The public strongly believe that services are in a bad state (74%) rather than a good one (6%), and would support the government raising taxes on wealth individuals and businesses to pay for more money to go into public services. And, in another tricky position for the Conservatives, the public also believe that public spending increases ought to take priority over tax cuts by 57% to 27%.
Brits are also well on board with the idea of increased spending for the NHS specifically, even to the extent that they would be happy to see their own taxes increased in order to achieve this.
They also tend to believe that large infrastructure projects, such as HS2, ought to be funded and completed.
If Labour do successfully construct a narrative around the Budget as one designed to balance public finances, deliver on infrastructure, and improve public services, the Conservatives will have to be careful in how they frame their criticisms of it.
Arguing against increasing spending for public services, against unlocking new spending for infrastructure investment, and against things like increasing the minimum wage would not put the Conservatives in favourable standing within the court of public opinion.
Furthermore, some policies will be a direct continuation, or reapplications, of those enacted by Conservative governments – freezing income tax bands and raising the minimum wage, as examples.
And it will be difficult for Hunt and the Conservatives to rail against public spending cuts, having themselves made such pledges pre-election, and a good deal of the conservation in their current leadership contest being about shrinking the size of the state.

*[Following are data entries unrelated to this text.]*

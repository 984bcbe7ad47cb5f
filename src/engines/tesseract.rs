//! Tesseract engine implementation
//!
//! Uses tesseract-static crate for static linking (no system dependencies).
//! Downloads tessdata (training data) for every configured language on first
//! use unless an explicit tessdata directory is given.

use crate::config::{Config, OcrSettings};
use crate::engine::OcrEngine;
use crate::error::OcrError;
use image::{DynamicImage, GrayImage};
use std::fs::File;
use std::io::Write;
use std::path::{Path, PathBuf};
use tesseract_static::tesseract::Tesseract;

/// Tesseract OCR Engine
pub struct TesseractEngine {
    /// Path to tessdata directory
    tessdata_path: String,
    settings: OcrSettings,
}

impl TesseractEngine {
    /// Create a new Tesseract-based OCR engine
    pub fn new(config: &Config) -> Result<Self, OcrError> {
        let settings = config.ocr.clone();
        if settings.languages.is_empty() {
            return Err(OcrError::InitializationError(
                "No recognition languages configured".to_string(),
            ));
        }

        let tessdata_dir = match &config.tessdata_path {
            Some(path) => path.clone(),
            None => ensure_tessdata_available(&settings.languages)?,
        };
        let tessdata_path = tessdata_dir
            .to_str()
            .map(|s| s.to_string())
            .ok_or_else(|| OcrError::InitializationError("Invalid tessdata path".to_string()))?;

        // Validate that every language loads before touching any input file
        let test_tess = Tesseract::new(Some(&tessdata_path), Some(&settings.language_spec()))
            .map_err(|e| {
                OcrError::InitializationError(format!("Failed to initialize Tesseract: {}", e))
            })?;
        drop(test_tess);

        tracing::info!(
            "Tesseract engine initialized (tessdata: {}, config: {})",
            tessdata_path,
            settings.config_string()
        );

        Ok(Self {
            tessdata_path,
            settings,
        })
    }
}

impl OcrEngine for TesseractEngine {
    fn name(&self) -> &'static str {
        "tesseract"
    }

    fn description(&self) -> &'static str {
        "Tesseract OCR engine, statically linked"
    }

    fn recognize(&self, image: &GrayImage) -> Result<String, OcrError> {
        let (width, height) = image.dimensions();
        let bmp_data = encode_bmp(image)?;

        tracing::debug!(
            "Recognizing image: {}x{}, BMP size: {} bytes",
            width,
            height,
            bmp_data.len()
        );

        let mut tess = Tesseract::new(
            Some(&self.tessdata_path),
            Some(&self.settings.language_spec()),
        )
        .map_err(|e| OcrError::RecognitionError(format!("Failed to create Tesseract: {}", e)))?;

        tess = tess
            .set_variable(
                "tessedit_pageseg_mode",
                &self.settings.page_seg_mode.to_string(),
            )
            .map_err(|e| {
                OcrError::RecognitionError(format!("Failed to set page segmentation mode: {}", e))
            })?;

        tess = tess.set_image_from_mem(&bmp_data).map_err(|e| {
            OcrError::RecognitionError(format!(
                "Failed to set image ({}x{}, {} bytes): {}",
                width,
                height,
                bmp_data.len(),
                e
            ))
        })?;

        tess = tess
            .recognize()
            .map_err(|e| OcrError::RecognitionError(format!("Failed to recognize text: {}", e)))?;

        tess.get_text()
            .map_err(|e| OcrError::RecognitionError(format!("Failed to get text: {}", e)))
    }

    fn supported_languages(&self) -> Vec<String> {
        self.settings.languages.clone()
    }
}

/// Encode to BMP in memory (BMP is always supported by leptonica)
fn encode_bmp(image: &GrayImage) -> Result<Vec<u8>, OcrError> {
    let rgb_img = DynamicImage::ImageLuma8(image.clone()).to_rgb8();
    let mut bmp_data = Vec::new();
    rgb_img
        .write_to(
            &mut std::io::Cursor::new(&mut bmp_data),
            image::ImageFormat::Bmp,
        )
        .map_err(|e| OcrError::RecognitionError(format!("Failed to convert to BMP: {}", e)))?;
    Ok(bmp_data)
}

// ============================================================================
// Tessdata download helpers
// ============================================================================

/// Ensure tessdata for all languages is available, downloading if needed
fn ensure_tessdata_available(languages: &[String]) -> Result<PathBuf, OcrError> {
    let cache_dir = dirs::cache_dir()
        .unwrap_or_else(std::env::temp_dir)
        .join("scan2text")
        .join("tessdata");

    std::fs::create_dir_all(&cache_dir).map_err(|e| {
        OcrError::InitializationError(format!("Failed to create tessdata directory: {}", e))
    })?;

    for language in languages {
        let traineddata_path = cache_dir.join(traineddata_file(language));
        if traineddata_path.exists() {
            tracing::debug!("Using cached tessdata {:?}", traineddata_path);
            continue;
        }

        tracing::info!(
            "Downloading tessdata for '{}' (this may take a moment)...",
            language
        );
        download_file(&tessdata_url(language), &traineddata_path)?;
        tracing::info!("Downloaded tessdata to {:?}", traineddata_path);
    }

    // Tesseract expects the directory, not the file
    Ok(cache_dir)
}

fn traineddata_file(language: &str) -> String {
    format!("{}.traineddata", language)
}

/// Get tessdata download URL for a language
fn tessdata_url(language: &str) -> String {
    // tessdata_fast: smaller, faster downloads
    format!(
        "https://github.com/tesseract-ocr/tessdata_fast/raw/main/{}",
        traineddata_file(language)
    )
}

/// Download a file from URL to path using ureq
fn download_file(url: &str, path: &Path) -> Result<(), OcrError> {
    let response = ureq::get(url)
        .call()
        .map_err(|e| OcrError::InitializationError(format!("Failed to download tessdata: {}", e)))?;

    let buffer = response.into_body().read_to_vec().map_err(|e| {
        OcrError::InitializationError(format!("Failed to read tessdata response: {}", e))
    })?;

    // Cached .traineddata files are always complete
    let partial_path = path.with_extension("partial");
    let mut file = File::create(&partial_path).map_err(|e| {
        OcrError::InitializationError(format!("Failed to create tessdata file: {}", e))
    })?;
    file.write_all(&buffer).map_err(|e| {
        OcrError::InitializationError(format!("Failed to write tessdata file: {}", e))
    })?;
    std::fs::rename(&partial_path, path).map_err(|e| {
        OcrError::InitializationError(format!("Failed to move tessdata into place: {}", e))
    })?;

    Ok(())
}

Finally, Brits are quite clear who they blame for the current state of public finances, with only one-in-nine thinking the Conservatives left the country in a good economic state for Labour to inherit, versus three-in-five who think the Tories left Labour with a bad economic situation to manage.
This leaves little realistic room, in terms of what the public think at least, for the Conservatives to argue against Labour’s insistence that they are required to clean up a mess of Tory making.
All of which leaves Jeremy Hunt and the Conservatives at large on a sticky wicket. They must negotiate their first big set piece in opposition for fourteen years with barbed wire fences down each possible path, and not from any real position of strength.
The post Patrick English: The Conservatives must negotiate a tricky path in their Budget response appeared first on Conservative Home.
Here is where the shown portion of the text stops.